Feedback von Eltern

„Wir waren lange auf der Psychosomatischen Station J 3.2, sehr lange. Als wir ankamen waren wir angespannt, gestresst, überfordert, verstört und vor allem verzweifelt - als wir gingen gesund, entspannt und glücklich. Dazwischen lagen Wochen harter Arbeit in Form von individuell angepassten Therapien für die ganze Familie. Unser damals dreijähriger Sohn hatte eine sensorische Fütterstörung und ernährte sich ausschließlich mit Hilfe einer Nasensonde. Gut, dass wir ein sehr kompetentes, interdisziplinäres und erfahrenes Team an unserer Seite hatten. Dieses Team war unsere letzte Hoffnung und sie haben es geschafft. Das Ganze fand in einer Atmosphäre statt, die wenig mit einer herkömmlichen Krankenhaus-Station zu tun hatte. Die große Sensibilität mit der die kleinen Patient*innen behandelt wurden, war sehr bemerkenswert. Eine große Stütze waren auch die anderen Eltern und Kinder. Endlich hatten wir Kontakt zu Familien, die ähnliche Probleme hatten und denen wir nichts erklären mussten. Das schweißt zusammen und hilft enorm. So sind tiefe Freundschaften entstanden.
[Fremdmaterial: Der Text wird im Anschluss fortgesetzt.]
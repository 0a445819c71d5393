//! Reports module for costbook
//!
//! Read-only views over the ledger: the estimates-vs-actuals table and
//! the project overview. Reports never mutate storage.

pub mod estimates_vs_actuals;
pub mod overview;

pub use estimates_vs_actuals::{EstimatesVsActualsReport, ReportRow};
pub use overview::{BackstopSummary, ProjectOverview};
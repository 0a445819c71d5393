//! Item line service
//!
//! Business logic for the cost hierarchy: creating item lines (with code
//! allocation and vendor inheritance), partial edits, completion, and
//! deletion. Every mutation runs inside one ledger write-lock section and
//! re-aggregates before it becomes visible.

use std::collections::HashSet;

use chrono::NaiveDate;

use crate::audit::{generate_diff, EntityType};
use crate::error::{CostbookError, CostbookResult};
use crate::models::{CostCode, FinancialEvent, ItemLineNode, ItemStatus, Money, Project};
use crate::services::aggregation;
use crate::services::allocation::{self, Placement};
use crate::storage::Storage;

/// Service for item line management
pub struct ItemLineService<'a> {
    storage: &'a Storage,
}

/// Input for creating an item line
#[derive(Debug, Clone)]
pub struct NewItemLine {
    pub name: String,
    pub placement: Placement,
    pub vendor: Option<String>,
    pub unit: Option<String>,
    pub quantity: Option<i64>,
    pub unit_price: Option<Money>,
    pub estimated_cost: Option<Money>,
    pub estimated_revenue: Option<Money>,
    pub start_date: NaiveDate,
    pub due_date: NaiveDate,
    pub depends_on: Option<CostCode>,
}

impl NewItemLine {
    /// A bare item line; callers fill in the optional fields
    pub fn new(
        name: impl Into<String>,
        placement: Placement,
        start_date: NaiveDate,
        due_date: NaiveDate,
    ) -> Self {
        Self {
            name: name.into(),
            placement,
            vendor: None,
            unit: None,
            quantity: None,
            unit_price: None,
            estimated_cost: None,
            estimated_revenue: None,
            start_date,
            due_date,
            depends_on: None,
        }
    }
}

/// Partial update for an item line; None leaves the field alone
#[derive(Debug, Clone, Default)]
pub struct ItemLineUpdate {
    pub name: Option<String>,
    pub vendor: Option<String>,
    pub unit: Option<String>,
    pub quantity: Option<i64>,
    pub unit_price: Option<Money>,
    pub estimated_cost: Option<Money>,
    pub estimated_revenue: Option<Money>,
    pub start_date: Option<NaiveDate>,
    pub due_date: Option<NaiveDate>,
    pub depends_on: Option<CostCode>,
    pub status: Option<ItemStatus>,
}

impl ItemLineUpdate {
    fn touches_derived_figures(&self) -> bool {
        self.quantity.is_some()
            || self.unit_price.is_some()
            || self.estimated_cost.is_some()
            || self.estimated_revenue.is_some()
    }
}

impl<'a> ItemLineService<'a> {
    /// Create a new item line service
    pub fn new(storage: &'a Storage) -> Self {
        Self { storage }
    }

    fn find_project(&self, project: &str) -> CostbookResult<Project> {
        self.storage
            .projects
            .find(project)?
            .ok_or_else(|| CostbookError::project_not_found(project))
    }

    /// Create an item line at the placement the intent describes
    ///
    /// The cost code is allocated inside the write-lock section, the vendor
    /// is snapshotted from the nearest ancestor when absent, and the whole
    /// tree is re-aggregated before the new node becomes visible.
    pub fn create(&self, project: &str, input: NewItemLine) -> CostbookResult<ItemLineNode> {
        let name = input.name.trim().to_string();
        if name.is_empty() {
            return Err(CostbookError::Validation(
                "Item line name cannot be empty".into(),
            ));
        }

        if input.placement.is_category()
            && (input.estimated_cost.is_some()
                || input.estimated_revenue.is_some()
                || input.quantity.is_some()
                || input.unit_price.is_some())
        {
            return Err(CostbookError::Validation(
                "Category figures are derived from children and cannot be set directly".into(),
            ));
        }

        let mut project = self.find_project(project)?;
        let project_name = project.name.clone();
        let baselined = project.is_baselined();

        let node = self.storage.ledgers.with_mut(project.id, |hierarchy| {
            let resolved = allocation::allocate(hierarchy, &input.placement)?;

            let mut node = ItemLineNode::new(
                resolved.code.clone(),
                name,
                resolved.is_category,
                input.start_date,
                input.due_date,
            );

            // Explicit vendor wins; otherwise snapshot the nearest ancestor's
            node.vendor = match &input.vendor {
                Some(v) if !v.trim().is_empty() => Some(v.trim().to_string()),
                _ => resolved
                    .parent
                    .as_ref()
                    .and_then(|p| hierarchy.inherited_vendor(p)),
            };

            if let Some(unit) = &input.unit {
                node.unit = unit.trim().to_string();
            }
            if let Some(quantity) = input.quantity {
                node.quantity = quantity;
            }
            if let Some(unit_price) = input.unit_price {
                node.unit_price = unit_price;
            }
            if let Some(estimated_cost) = input.estimated_cost {
                node.estimated_cost = estimated_cost;
            }
            if let Some(estimated_revenue) = input.estimated_revenue {
                node.estimated_revenue = estimated_revenue;
            }

            if let Some(dep) = &input.depends_on {
                if !hierarchy.contains(dep) {
                    return Err(CostbookError::item_line_not_found(dep.to_string()));
                }
                node.depends_on = Some(dep.clone());
            }

            node.validate()
                .map_err(|e| CostbookError::Validation(e.to_string()))?;

            hierarchy
                .insert(node.clone())
                .map_err(|e| CostbookError::Ledger(e.to_string()))?;

            // Additions after the baseline are change orders on the parent
            if baselined {
                if let Some(parent_code) = &node.parent {
                    if let Some(parent) = hierarchy.get_mut(parent_code) {
                        parent.change_orders += 1;
                        parent.touch();
                    }
                }
            }

            aggregation::aggregate(hierarchy).map_err(|issues| {
                CostbookError::integrity(
                    project_name.clone(),
                    aggregation::describe_issues(&issues),
                )
            })?;

            Ok(node)
        })?;

        self.storage.ledgers.save()?;

        // Post-baseline root additions count against the project itself
        if baselined && node.parent.is_none() {
            project.record_change_order();
            self.storage.projects.upsert(project)?;
            self.storage.projects.save()?;
        }

        self.storage.log_create(
            EntityType::ItemLine,
            node.code.to_string(),
            Some(node.name.clone()),
            &node,
        )?;

        Ok(node)
    }

    /// Get one item line
    pub fn get(&self, project: &str, code: &CostCode) -> CostbookResult<ItemLineNode> {
        let project = self.find_project(project)?;
        let hierarchy = self.storage.ledgers.get_required(project.id)?;
        hierarchy
            .get(code)
            .cloned()
            .ok_or_else(|| CostbookError::item_line_not_found(code.to_string()))
    }

    /// Every item line depth-first in code order
    pub fn list(&self, project: &str) -> CostbookResult<Vec<ItemLineNode>> {
        let project = self.find_project(project)?;
        let hierarchy = self.storage.ledgers.get_required(project.id)?;
        Ok(hierarchy.walk().into_iter().cloned().collect())
    }

    /// Events recorded against one item line, in recording order. For a
    /// category code this is the subtree's history.
    pub fn events_for(
        &self,
        project: &str,
        code: &CostCode,
    ) -> CostbookResult<Vec<FinancialEvent>> {
        let project = self.find_project(project)?;
        self.storage.events.for_node(project.id, code)
    }

    /// Apply a partial update to an item line
    pub fn update(
        &self,
        project: &str,
        code: &CostCode,
        update: ItemLineUpdate,
    ) -> CostbookResult<ItemLineNode> {
        let project = self.find_project(project)?;
        let project_name = project.name.clone();

        let (before, after) = self.storage.ledgers.with_mut(project.id, |hierarchy| {
            if let Some(dep) = &update.depends_on {
                if !hierarchy.contains(dep) {
                    return Err(CostbookError::item_line_not_found(dep.to_string()));
                }
            }

            let node = hierarchy
                .get_mut(code)
                .ok_or_else(|| CostbookError::item_line_not_found(code.to_string()))?;

            if node.is_category && update.touches_derived_figures() {
                return Err(CostbookError::Validation(format!(
                    "{} is a category; its figures are derived from children",
                    code
                )));
            }

            let before = node.clone();

            if let Some(name) = &update.name {
                let name = name.trim();
                if name.is_empty() {
                    return Err(CostbookError::Validation(
                        "Item line name cannot be empty".into(),
                    ));
                }
                node.name = name.to_string();
            }
            if let Some(vendor) = &update.vendor {
                let vendor = vendor.trim();
                node.vendor = if vendor.is_empty() {
                    None
                } else {
                    Some(vendor.to_string())
                };
            }
            if let Some(unit) = &update.unit {
                node.unit = unit.trim().to_string();
            }
            if let Some(quantity) = update.quantity {
                node.quantity = quantity;
            }
            if let Some(unit_price) = update.unit_price {
                node.unit_price = unit_price;
            }
            if let Some(estimated_cost) = update.estimated_cost {
                node.estimated_cost = estimated_cost;
            }
            if let Some(estimated_revenue) = update.estimated_revenue {
                node.estimated_revenue = estimated_revenue;
            }
            if let Some(start_date) = update.start_date {
                node.start_date = start_date;
            }
            if let Some(due_date) = update.due_date {
                node.due_date = due_date;
            }
            if let Some(dep) = &update.depends_on {
                node.depends_on = Some(dep.clone());
            }
            if let Some(status) = update.status {
                node.set_status(status);
            }

            node.touch();
            node.validate()
                .map_err(|e| CostbookError::Validation(e.to_string()))?;
            let after = node.clone();

            aggregation::aggregate(hierarchy).map_err(|issues| {
                CostbookError::integrity(
                    project_name.clone(),
                    aggregation::describe_issues(&issues),
                )
            })?;

            Ok((before, after))
        })?;

        self.storage.ledgers.save()?;

        let diff = generate_diff(
            &serde_json::to_value(&before)?,
            &serde_json::to_value(&after)?,
        );
        self.storage.log_update(
            EntityType::ItemLine,
            after.code.to_string(),
            Some(after.name.clone()),
            &before,
            &after,
            diff,
        )?;

        Ok(after)
    }

    /// Delete an item line
    ///
    /// A node with children is rejected unless `cascade` is set; the cascade
    /// removes children before parents so no dangling parent is ever stored.
    /// Returns the removed nodes, target first.
    pub fn delete(
        &self,
        project: &str,
        code: &CostCode,
        cascade: bool,
    ) -> CostbookResult<Vec<ItemLineNode>> {
        let project = self.find_project(project)?;
        let project_name = project.name.clone();

        let removed = self.storage.ledgers.with_mut(project.id, |hierarchy| {
            if !hierarchy.contains(code) {
                return Err(CostbookError::item_line_not_found(code.to_string()));
            }

            let codes = hierarchy.subtree_codes(code);
            if codes.len() > 1 && !cascade {
                return Err(CostbookError::Validation(format!(
                    "Cannot delete {} - it has {} descendant item line(s). Use --cascade to delete them too.",
                    code,
                    codes.len() - 1
                )));
            }

            let mut removed = Vec::with_capacity(codes.len());
            for c in codes.iter().rev() {
                if let Some(node) = hierarchy.remove(c) {
                    removed.push(node);
                }
            }
            removed.reverse();

            // Scheduling references into the removed subtree would dangle
            let gone: HashSet<CostCode> = codes.into_iter().collect();
            let stale: Vec<CostCode> = hierarchy
                .iter()
                .filter(|n| n.depends_on.as_ref().is_some_and(|d| gone.contains(d)))
                .map(|n| n.code.clone())
                .collect();
            for c in stale {
                if let Some(node) = hierarchy.get_mut(&c) {
                    node.depends_on = None;
                    node.touch();
                }
            }

            aggregation::aggregate(hierarchy).map_err(|issues| {
                CostbookError::integrity(
                    project_name.clone(),
                    aggregation::describe_issues(&issues),
                )
            })?;

            Ok(removed)
        })?;

        self.storage.ledgers.save()?;

        for node in &removed {
            self.storage.log_delete(
                EntityType::ItemLine,
                node.code.to_string(),
                Some(node.name.clone()),
                node,
            )?;
        }

        Ok(removed)
    }

    /// Mark an item line completed
    pub fn complete(&self, project: &str, code: &CostCode) -> CostbookResult<ItemLineNode> {
        self.set_completion(project, code, true)
    }

    /// Reopen a completed item line
    pub fn reopen(&self, project: &str, code: &CostCode) -> CostbookResult<ItemLineNode> {
        self.set_completion(project, code, false)
    }

    fn set_completion(
        &self,
        project: &str,
        code: &CostCode,
        completed: bool,
    ) -> CostbookResult<ItemLineNode> {
        let project = self.find_project(project)?;

        let (before, after) = self.storage.ledgers.with_mut(project.id, |hierarchy| {
            let node = hierarchy
                .get_mut(code)
                .ok_or_else(|| CostbookError::item_line_not_found(code.to_string()))?;

            let before = node.clone();
            if completed {
                node.complete();
            } else {
                node.reopen();
            }

            Ok((before, node.clone()))
        })?;

        self.storage.ledgers.save()?;

        if before.status != after.status {
            self.storage.log_update(
                EntityType::ItemLine,
                after.code.to_string(),
                Some(after.name.clone()),
                &before,
                &after,
                Some(format!("status: {} -> {}", before.status, after.status)),
            )?;
        }

        Ok(after)
    }
}
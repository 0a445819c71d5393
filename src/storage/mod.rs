//! Storage layer for costbook
//!
//! Four JSON-backed repositories (projects, ledgers, events, backstops)
//! behind one [`Storage`] coordinator, plus the audit logger. All writes
//! go through [`write_json_atomic`].

pub mod backstops;
pub mod events;
pub mod file_io;
pub mod init;
pub mod ledgers;
pub mod projects;

pub use backstops::BackstopRepository;
pub use events::EventRepository;
pub use file_io::{read_json, write_json_atomic};
pub use init::initialize_storage;
pub use ledgers::LedgerRepository;
pub use projects::ProjectRepository;

use serde::Serialize;

use crate::audit::{AuditEntry, AuditLogger, EntityType};
use crate::config::paths::CostbookPaths;
use crate::error::CostbookError;

/// Owns the repositories and the audit logger
pub struct Storage {
    paths: CostbookPaths,
    audit: AuditLogger,
    pub projects: ProjectRepository,
    pub ledgers: LedgerRepository,
    pub events: EventRepository,
    pub backstops: BackstopRepository,
}

impl Storage {
    /// Open storage rooted at the given paths, creating directories as needed
    pub fn new(paths: CostbookPaths) -> Result<Self, CostbookError> {
        paths.ensure_directories()?;

        Ok(Self {
            audit: AuditLogger::new(paths.audit_log()),
            projects: ProjectRepository::new(paths.projects_file()),
            ledgers: LedgerRepository::new(paths.ledgers_file()),
            events: EventRepository::new(paths.events_file()),
            backstops: BackstopRepository::new(paths.backstops_file()),
            paths,
        })
    }

    /// Reload every repository from disk
    pub fn load_all(&mut self) -> Result<(), CostbookError> {
        self.projects.load()?;
        self.ledgers.load()?;
        self.events.load()?;
        self.backstops.load()?;
        Ok(())
    }

    /// Check whether `costbook init` has run (settings file exists)
    pub fn is_initialized(&self) -> bool {
        self.paths.is_initialized()
    }

    /// Record a create operation in the audit log
    pub fn log_create<T: Serialize>(
        &self,
        entity_type: EntityType,
        entity_id: impl Into<String>,
        entity_name: Option<String>,
        entity: &T,
    ) -> Result<(), CostbookError> {
        let entry = AuditEntry::create(entity_type, entity_id, entity_name, entity);
        self.audit.log(&entry)
    }

    /// Record an update operation in the audit log
    pub fn log_update<T: Serialize>(
        &self,
        entity_type: EntityType,
        entity_id: impl Into<String>,
        entity_name: Option<String>,
        before: &T,
        after: &T,
        diff_summary: Option<String>,
    ) -> Result<(), CostbookError> {
        let entry = AuditEntry::update(entity_type, entity_id, entity_name, before, after, diff_summary);
        self.audit.log(&entry)
    }

    /// Record a delete operation in the audit log
    pub fn log_delete<T: Serialize>(
        &self,
        entity_type: EntityType,
        entity_id: impl Into<String>,
        entity_name: Option<String>,
        entity: &T,
    ) -> Result<(), CostbookError> {
        let entry = AuditEntry::delete(entity_type, entity_id, entity_name, entity);
        self.audit.log(&entry)
    }

    /// Read the most recent audit entries
    pub fn recent_audit_entries(&self, count: usize) -> Result<Vec<AuditEntry>, CostbookError> {
        self.audit.read_recent(count)
    }
}

#[cfg(test)]
mod tests {
    use super::*;
    use tempfile::TempDir;

    #[test]
    fn test_storage_creation() {
        let temp_dir = TempDir::new().unwrap();
        let paths = CostbookPaths::with_base_dir(temp_dir.path().to_path_buf());
        let storage = Storage::new(paths).unwrap();

        assert!(temp_dir.path().join("data").exists());
        assert!(!storage.is_initialized());
    }

    #[test]
    fn test_audit_helpers_write_entries() {
        let temp_dir = TempDir::new().unwrap();
        let paths = CostbookPaths::with_base_dir(temp_dir.path().to_path_buf());
        let storage = Storage::new(paths).unwrap();

        storage
            .log_create(
                EntityType::ItemLine,
                "2.1",
                Some("Foundation".to_string()),
                &serde_json::json!({"name": "Foundation"}),
            )
            .unwrap();

        let entries = storage.recent_audit_entries(10).unwrap();
        assert_eq!(entries.len(), 1);
        assert_eq!(entries[0].entity_id, "2.1");
    }
}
Sehr gern möchten wir auch Euch, die zukünftigen Bewohner*innen der Station unterstützen und beraten, die gerade überlegen eine Therapie zu beginnen und vielleicht zweifeln und noch die ein oder andere nicht-medizinische Frage haben." - Ines Gattermann

Wenn Sie mit Frau Gattermann Kontakt aufnehmen wollen, wenden Sie sich bitte über 0341 - 97 24126 an uns. Wir vermitteln dann den Kontakt.​


„Bereits 
​zum Ende der Therapie in Ihrer Einrichtung zeichnete sich ja bereits eine stetige Verbesserung des Trinkverhaltens unseres Sohnes ab. Kurz darauf, schätzungsweise gegen Anfang Juli, fing er urplötzlich an, ausnahmslos im Wachzustand zu trinken. Die Selbstverständlichkeit mit der er dies tat verblüffte und erfreute uns doch sehr. Das hat sich auch bis heute nicht geändert. Da diese Änderung des Trinkverhaltens mit dem Beginn eines großen Entwicklungssprungs einherging, vermuten wir, dass besagter Sprung dazu beitrug, sein Trinkverhalten nachhaltig zu verbessern. Entweder hat es einfach "Klick" gemacht oder aber er hat einfach vergessen, was vorher geschah (hier spielen wir auf die verkrampfte Trinksituation und die sich vermutlich daraus entwickelte Spirale, in der wir uns zum Zeitpunkt der Einweisung in die Klinik befanden, an). [...] Auch wenn während unsere Aufenthaltes nicht immer alles unproblematisch verlief, es manchmal gewisse Reibungspunkte gab, so sind sowohl mein Mann als auch ich dankbar für die Zeit in der Klinik und vor allem für den Umstand, dass wir so kurzfristig aufgenommen worden."